Garrison Keillor has said that for Lutherans one of the gravest sins is nostalgia. Well, I'm Lutheran and I'm as nostalgic as anyone. My time in Arizona was a hot, sweaty, depressing, dysfunctional mess but whenever I look back on it now what jumps to mind? Burgers and far too many Sierra Nevadas at Icebreakers and staying up until 3 am on work nights watching more Seinfeld re-runs than the human mind could ever comprehend and the jukebox at the Red Onion that actually took quarters (on which I often played "Spiderwebs" by No Doubt for reasons that may indicate even more nostalgia) and I think to myself, "Man, I miss Phoenix." Except then I have to pound myself on the forehead and scream, "No! No, I don't miss it at all!"

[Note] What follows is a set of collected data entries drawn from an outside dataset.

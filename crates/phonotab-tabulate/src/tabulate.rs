//! Signature tabulation
//!
//! The tabulator replays every *underlying* form in the post-reconciliation
//! `correct` and `incorrect` buckets through the cascade and aggregates
//! correct/incorrect counts per firing signature. The cascade transduces
//! underlying to surface, so tracing recovers exactly which rules the
//! system's own engine invoked for that prediction.
//!
//! Rows are created lazily on first observation of a signature, mutated by
//! increment only, and never deleted. Counts are associative and commutative,
//! so processing order cannot change the result.

use crate::store::Bucket;
use crate::TabulateError;
use phonotab_rules::{trace, Cascade, FiringSignature};
use serde::{Deserialize, Serialize};
use std::collections::BTreeMap;

#[derive(Debug, Clone, Copy, PartialEq, Eq, Serialize, Deserialize)]
#[serde(rename_all = "snake_case")]
pub enum Outcome {
    Correct,
    Incorrect,
}

impl std::fmt::Display for Outcome {
    fn fmt(&self, f: &mut std::fmt::Formatter<'_>) -> std::fmt::Result {
        match self {
            Outcome::Correct => write!(f, "correct"),
            Outcome::Incorrect => write!(f, "incorrect"),
        }
    }
}

/// Per-signature aggregate: the rendered signature plus one counter per
/// outcome kind.
#[derive(Debug, Clone, PartialEq, Eq, Serialize, Deserialize)]
pub struct SignatureRow {
    pub signature: String,
    pub correct: u64,
    pub incorrect: u64,
}

impl SignatureRow {
    pub fn total(&self) -> u64 {
        self.correct + self.incorrect
    }
}

/// The tabulation result: one row per distinct firing signature observed,
/// iterated in signature order.
#[derive(Debug, Clone, Default, PartialEq, Eq)]
pub struct SignatureTable {
    rows: BTreeMap<FiringSignature, SignatureRow>,
}

impl SignatureTable {
    pub fn new() -> Self {
        SignatureTable::default()
    }

    fn increment(&mut self, signature: &FiringSignature, outcome: Outcome) {
        let row = self
            .rows
            .entry(signature.clone())
            .or_insert_with(|| SignatureRow {
                signature: signature.to_string(),
                correct: 0,
                incorrect: 0,
            });
        match outcome {
            Outcome::Correct => row.correct += 1,
            Outcome::Incorrect => row.incorrect += 1,
        }
    }

    pub fn get(&self, signature: &FiringSignature) -> Option<&SignatureRow> {
        self.rows.get(signature)
    }

    /// Rows in signature order.
    pub fn rows(&self) -> impl Iterator<Item = &SignatureRow> {
        self.rows.values()
    }

    pub fn len(&self) -> usize {
        self.rows.len()
    }

    pub fn is_empty(&self) -> bool {
        self.rows.is_empty()
    }

    pub fn correct_total(&self) -> u64 {
        self.rows.values().map(|r| r.correct).sum()
    }

    pub fn incorrect_total(&self) -> u64 {
        self.rows.values().map(|r| r.incorrect).sum()
    }
}

/// A per-item trace failure: reported, excluded from counts, never fatal.
#[derive(Debug, Clone, PartialEq, Eq, Serialize, Deserialize)]
pub struct TraceFailure {
    pub underlying: String,
    pub outcome: Outcome,
    pub error: String,
}

#[derive(Debug, Clone)]
pub struct Tabulation {
    pub table: SignatureTable,
    pub failures: Vec<TraceFailure>,
}

/// Tabulate the post-reconciliation buckets.
///
/// Side effect: each successfully traced prediction gets its firing signature
/// cached on it, for the example-listing writer.
///
/// An underlying form present in both buckets is a broken invariant upstream
/// (loader or reconciler) and aborts the run.
pub fn tabulate(
    cascade: &Cascade,
    correct: &mut Bucket,
    incorrect: &mut Bucket,
) -> Result<Tabulation, TabulateError> {
    for prediction in correct.iter() {
        if incorrect.contains(&prediction.underlying) {
            return Err(TabulateError::BucketOverlap {
                underlying: prediction.underlying.clone(),
            });
        }
    }

    let mut table = SignatureTable::new();
    let mut failures = Vec::new();

    for (bucket, outcome) in [
        (&mut *correct, Outcome::Correct),
        (&mut *incorrect, Outcome::Incorrect),
    ] {
        for prediction in bucket.iter_mut() {
            match trace(cascade, &prediction.underlying) {
                Ok(t) => {
                    table.increment(&t.fired, outcome);
                    prediction.signature = Some(t.fired);
                }
                Err(err) => {
                    tracing::warn!(
                        underlying = %prediction.underlying,
                        %outcome,
                        error = %err,
                        "trace failed; excluding from counts"
                    );
                    failures.push(TraceFailure {
                        underlying: prediction.underlying.clone(),
                        outcome,
                        error: err.to_string(),
                    });
                }
            }
        }
    }

    Ok(Tabulation { table, failures })
}
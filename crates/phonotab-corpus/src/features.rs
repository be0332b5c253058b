//! Phonological feature tables
//!
//! The feature table is a delimited file: `<phoneme> <±feature> ...`, one
//! phoneme per line. Both directions are exposed, phoneme to feature set and
//! its inversion, and both can be rendered as rule-compiler `define` lines:
//!
//! ```text
//! define +syll [ i | e | ɛ | a | ɔ | o | u ];
//! ```

use crate::CorpusError;
use std::collections::{BTreeMap, BTreeSet};
use std::path::Path;

#[derive(Debug, Clone, Default)]
pub struct FeatureTable {
    by_phoneme: BTreeMap<String, Vec<String>>,
}

impl FeatureTable {
    pub fn parse(text: &str, path: &Path) -> Result<FeatureTable, CorpusError> {
        let mut by_phoneme = BTreeMap::new();
        for (idx, raw) in text.lines().enumerate() {
            let mut fields = raw.split_whitespace();
            let Some(phoneme) = fields.next() else {
                continue;
            };
            let features: Vec<String> = fields.map(str::to_string).collect();
            for feature in &features {
                if !feature.starts_with(['+', '-']) {
                    return Err(CorpusError::MalformedLine {
                        path: path.to_path_buf(),
                        line: idx + 1,
                        message: format!("feature `{feature}` must start with `+` or `-`"),
                    });
                }
            }
            by_phoneme.insert(phoneme.to_string(), features);
        }
        Ok(FeatureTable { by_phoneme })
    }

    pub fn load(path: &Path) -> Result<FeatureTable, CorpusError> {
        let text = std::fs::read_to_string(path).map_err(|source| CorpusError::Read {
            path: path.to_path_buf(),
            source,
        })?;
        FeatureTable::parse(&text, path)
    }

    pub fn phoneme_feature_sets(&self) -> &BTreeMap<String, Vec<String>> {
        &self.by_phoneme
    }

    /// Invert to feature → phoneme set.
    pub fn feature_phoneme_sets(&self) -> BTreeMap<String, BTreeSet<String>> {
        let mut inverted: BTreeMap<String, BTreeSet<String>> = BTreeMap::new();
        for (phoneme, features) in &self.by_phoneme {
            for feature in features {
                inverted
                    .entry(feature.clone())
                    .or_default()
                    .insert(phoneme.clone());
            }
        }
        inverted
    }

    /// `define` lines for feature → phoneme sets.
    pub fn format_feature_defs(&self) -> String {
        format_defs(
            self.feature_phoneme_sets()
                .iter()
                .map(|(name, elements)| (name.as_str(), elements.iter().map(String::as_str))),
            "",
        )
    }

    /// `define` lines for phoneme → feature sets. Phoneme names are prefixed
    /// with `%` so the rule compiler reads them as literal symbols.
    pub fn format_phoneme_defs(&self) -> String {
        format_defs(
            self.by_phoneme
                .iter()
                .map(|(name, elements)| (name.as_str(), elements.iter().map(String::as_str))),
            "%",
        )
    }
}

fn format_defs<'a, I, E>(defs: I, prefix: &str) -> String
where
    I: Iterator<Item = (&'a str, E)>,
    E: Iterator<Item = &'a str>,
{
    let mut out = String::new();
    for (name, elements) in defs {
        let body = elements
            .map(|e| format!("{prefix}{e}"))
            .collect::<Vec<_>>()
            .join(" | ");
        out.push_str(&format!("define {name} [ {body} ];\n"));
    }
    out
}
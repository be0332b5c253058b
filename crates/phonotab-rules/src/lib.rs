//! Phonotab rewrite-rule cascades
//!
//! This crate defines the ordered rewrite-rule cascade used by the prediction
//! tabulator and provides:
//! - the `Rule` seam (an ordered, named string → string rewrite; idempotent
//!   when inapplicable),
//! - a line-based parser for the bundled `ContextRule` dialect
//!   (`Cascade::readrules`), and
//! - the tracer, which replays a word through the cascade and recovers the
//!   ordered subsequence of rules that actually changed it.
//!
//! The cascade is an *adapter*: the tracer only ever asks a rule for its name
//! and its transduction of a string, so a cascade backed by an external
//! finite-state engine can implement `Rule` directly.

pub mod cascade;
pub mod trace;

pub use cascade::{Cascade, CascadeParseError, ContextRule, Rule, RuleError};
pub use trace::{derivation, trace, DerivationStep, FiringSignature, Trace, TraceError};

On the flip side I can experience one of the greatest weekends of my entire life and on the drive home, not even 6 hours after it ended, already find myself reminiscing, blasting "Glory Days", getting misty-eyed, wishing I could go back.


Why must we do this? Why does Grover sit in the dark listening to Jane's answering machine message over and over but never garner the guts to return the call? It's like that heartbreaking (to me) scene in "The Myth of Fingerprints" where Roy Scheider, the father, goes down to the basement and watches the old home movies. If only it was always like this....yeah, it's kinda dangerous to think that way, isn't it?

The conclusion of the film finds Grover finally taking the initiative (in what precise way I will not reveal) and making the Passionate Plea which, of course, goes up in flames. It's good stuff, absolutely, but notice a particular phrase he employs during the Plea. "When I tell people about this in the future..." He has already fast forwarded to the point in the future where he will be reminiscing it! He's reminiscing it before it even occurs! And then it doesn't even occur!

The film then flashes back one final time to Grover and Jane with him making a rather bold gesture, almost, if not more, bold than the one he has just attempted. And for one fleeting moment you feel it's not just nostalgia, it's not just Grover flashing back to a happier moment. If he was assertive back then and he was assertive just now then he can be assertive again and that might just be the reason he finally needs to look forward.

2 comments:

Castor said...

You had me for a minute... I thought you were talking about Kicking & Screaming, the one with Will Ferrell

Derek Armstrong said...

"What? Why is someone commenting on this post now?"

Well, I'm going back and reading some of your old reviews, especially of movies I love. Like this one.

What a fantastic piece you've written ... I want to go watch this movie again RIGHT NOW.

This movie came along at the absolute perfect time in my life in terms of its themes. I had just returned from the graduation of the class two years behind mine, meaning that the only people still at my college that I knew were the people who had been freshmen when I was a senior. In any case, it was a moment of great introspection about the end of my college days, even two years after they had officially "ended."

I rented the movie, not even fully knowing what it was about I don't think, within a day of returning, and have considered it a favorite since. (In fact, I kind of feel like I might have already told this story if you wrote about it elsewhere on your blog ... if I am repeating myself, forgive me.)

I don't think Baumbach has ever been better than this in terms of putting into words what I was thinking, or immediately wished I HAD been thinking, so true did they seem. The many brilliant observations about our relationship to time and to the events in our lives are enough to both fill a person with melancholy, and fill them with hope. Any movie that does that is damn close to a masterpiece.